__WHAT THIS TASK INVOLVES__
Quote the listing below word for word, stopping after the line that contains "program is distributed".

----- DATA SHOWN

// Copyright 2025 Pageflow (https://github.com/pageflow-rs/pageflow)
//
// This program is free software: you can redistribute it and/or modify
// it under the terms of the GNU Affero General Public License as published by
// the Free Software Foundation, either version 3 of the License, or
// (at your option) any later version.
//
// This program is distributed in the hope that it will be useful,
// but WITHOUT ANY WARRANTY; without even the implied warranty of
// MERCHANTABILITY or FITNESS FOR A PARTICULAR PURPOSE. See the
// GNU Affero General Public License for more details.
//
// You should have received a copy of the GNU Affero General Public License
// along with this program. If not, see <https://www.gnu.org/licenses/>.

//! Bit-flag value model for qualities and orderings.
//!
//! Qualities classify records for filtering; orderings select a sort policy
//! interpreted by a page builder. Both are small bitmask sets declared by the
//! application, typically with `bitflags::bitflags!`, and wired into the
//! pipeline through [`FlagSet`]:
//!
//! ```
//! use pageflow_core::{FlagSet, InvalidFlagBits, Language, QualityFlag};
//!
//! bitflags::bitflags! {
//!     #[derive(Debug, Clone, Copy, PartialEq, Eq)]
//!     pub struct Parity: u32 {
//!         const EVEN = 2;
//!         const UNEVEN = 4;
//!     }
//! }
//!
//! impl FlagSet for Parity {
//!     fn try_from_bits(bits: u32) -> Result<Self, InvalidFlagBits> {
//!         Parity::from_bits(bits).ok_or(InvalidFlagBits { bits })
//!     }
//!
//!     fn bits(self) -> u32 {
//!         Parity::bits(&self)
//!     }
//! }
//!
//! impl QualityFlag for Parity {
//!     fn shown_name(self, _language: Language) -> String {
//!         match self.bits() {
//!             2 => "Even".to_owned(),
//!             4 => "Uneven".to_owned(),
//!             _ => "Mixed".to_owned(),
//!         }
//!     }
//! }
//! ```
//!
//! Declared bits start at [`FIRST_FLAG_BIT`]; the values `0` and `1` are
//! reserved for the [`ANY_QUALITY`] and [`ANY_ORDERING`] sentinels, so a
//! sentinel can never collide with a real flag value under strict
//! construction.

use thiserror::Error;

use crate::language::Language;

/// Sentinel asking the pipeline to skip quality filtering entirely.
pub const ANY_QUALITY: u32 = 0;

/// Sentinel asking the pipeline to skip the ordering step entirely.
pub const ANY_ORDERING: u32 = 1;

/// Lowest bit value a declared flag may use; `0` and `1` are reserved for
/// the sentinels above.
pub const FIRST_FLAG_BIT: u32 = 2;

/// Rejection of a raw integer that does not form a valid flag value.
///
/// The quality filter catches exactly this error and treats the offending
/// record as "no match"; nothing else is ever swallowed.
#[derive(Debug, Clone, Copy, PartialEq, Eq, Error)]
#[error("value {bits:#x} contains bits outside the declared flag set")]
pub struct InvalidFlagBits {
    /// The rejected raw value.
    pub bits: u32,
}

/// A validated small-integer bitmask set.
///
/// `try_from_bits` is strict: any undeclared bit in the input is a
/// [`InvalidFlagBits`] error, never a silently truncated value.
pub trait FlagSet: Sized + Copy + Send + Sync + 'static {
    /// Validating constructor from a raw bitmask.
    fn try_from_bits(bits: u32) -> Result<Self, InvalidFlagBits>;

    /// Raw bitmask of this value.
    fn bits(self) -> u32;

    /// Whether `other` is bitwise contained in `self`.
    fn contains(self, other: Self) -> bool {
        self.bits() & other.bits() == other.bits()
    }
}

/// A flag set classifying records for filtering.
pub trait QualityFlag: FlagSet {
    /// Human-readable name of this quality, for presentation surfaces.
    fn shown_name(self, language: Language) -> String;
}

/// A flag set selecting a sort policy, interpreted by a page builder.
pub trait OrderingFlag: FlagSet {
    /// Human-readable name of this ordering, for presentation surfaces.
    fn shown_name(self, language: Language) -> String;
}

/// Quality for pagers whose records carry no classification.
///
/// Construction never fails and every asked value matches every record, so
/// filtering degenerates to a pass-through for any asked quality, not just
/// [`ANY_QUALITY`].
#[derive(Debug, Clone, Copy, Default, PartialEq, Eq)]
pub struct NoQuality;

impl FlagSet for NoQuality {
    fn try_from_bits(_bits: u32) -> Result<Self, InvalidFlagBits> {
        Ok(Self)
    }

    fn bits(self) -> u32 {
        0
    }
}

impl QualityFlag for NoQuality {
    fn shown_name(self, _language: Language) -> String {
        String::new()
    }
}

----------

__SOLUTION__
// Copyright 2025 Pageflow (https://github.com/pageflow-rs/pageflow)
//
// This program is free software: you can redistribute it and/or modify
// it under the terms of the GNU Affero General Public License as published by
// the Free Software Foundation, either version 3 of the License, or
// (at your option) any later version.
//
// This program is distributed in the hope that it will be useful,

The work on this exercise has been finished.